use egui::{Align2, Color32, RichText};

/// How often the displayed framerate is recomputed
pub const FPS_WINDOW_MS: f64 = 500.0;

/// Frames per second averaged over fixed windows
pub struct FpsCounter {
    window_start_ms: f64,
    frames: u32,
    fps: u32,
}

impl FpsCounter {
    pub fn new(now_ms: f64) -> Self {
        Self {
            window_start_ms: now_ms,
            frames: 0,
            fps: 0,
        }
    }

    pub fn fps(&self) -> u32 {
        self.fps
    }

    pub fn frame(&mut self, now_ms: f64) {
        self.frames += 1;

        let elapsed = now_ms - self.window_start_ms;
        if elapsed >= FPS_WINDOW_MS {
            self.fps = (self.frames as f64 * 1000.0 / elapsed).round() as u32;
            self.frames = 0;
            self.window_start_ms = now_ms;
        }
    }
}

#[derive(Clone, Copy, Debug, PartialEq, Eq)]
pub enum FpsTier {
    Smooth,
    Fair,
    Slow,
}

impl FpsTier {
    pub fn of(fps: u32) -> Self {
        match fps {
            55.. => FpsTier::Smooth,
            30.. => FpsTier::Fair,
            _ => FpsTier::Slow,
        }
    }

    pub fn color(self) -> Color32 {
        match self {
            FpsTier::Smooth => Color32::from_rgb(74, 222, 128),
            FpsTier::Fair => Color32::from_rgb(250, 204, 21),
            FpsTier::Slow => Color32::from_rgb(248, 113, 113),
        }
    }
}

pub fn show_metrics_panel(ctx: &egui::Context, fps: u32, particle_count: usize) {
    egui::Area::new(egui::Id::new("metrics"))
        .anchor(Align2::CENTER_BOTTOM, [0.0, -24.0])
        .interactable(false)
        .show(ctx, |ui| {
            ui.horizontal(|ui| {
                ui.label(
                    RichText::new(format!("{fps} FPS"))
                        .monospace()
                        .color(FpsTier::of(fps).color()),
                );
                ui.separator();
                ui.label(
                    RichText::new(format!("{particle_count} particles"))
                        .monospace()
                        .color(Color32::from_rgb(165, 180, 252)),
                );
            });
        });
}

#[cfg(test)]
mod tests {
    use super::*;

    #[test]
    fn test_fps_published_per_window() {
        let mut counter = FpsCounter::new(0.0);

        for i in 1..30 {
            counter.frame(i as f64 * 16.0);
        }
        assert_eq!(counter.fps(), 0);

        // 32 frames over 512ms
        for i in 30..=32 {
            counter.frame(i as f64 * 16.0);
        }
        assert_eq!(counter.fps(), 63);

        counter.frame(32.0 * 16.0 + 600.0);
        assert_eq!(counter.fps(), 2);
    }

    #[test]
    fn test_fps_tiers() {
        assert_eq!(FpsTier::of(60), FpsTier::Smooth);
        assert_eq!(FpsTier::of(55), FpsTier::Smooth);
        assert_eq!(FpsTier::of(54), FpsTier::Fair);
        assert_eq!(FpsTier::of(30), FpsTier::Fair);
        assert_eq!(FpsTier::of(29), FpsTier::Slow);
        assert_eq!(FpsTier::of(0), FpsTier::Slow);
    }
}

* **WHAT THE EXERCISE ASKS**:
Show the lines in the entries above that include the string "over".

* **EXPECTED OUTPUT**:
/// Frames per second averaged over fixed windows
        // 32 frames over 512ms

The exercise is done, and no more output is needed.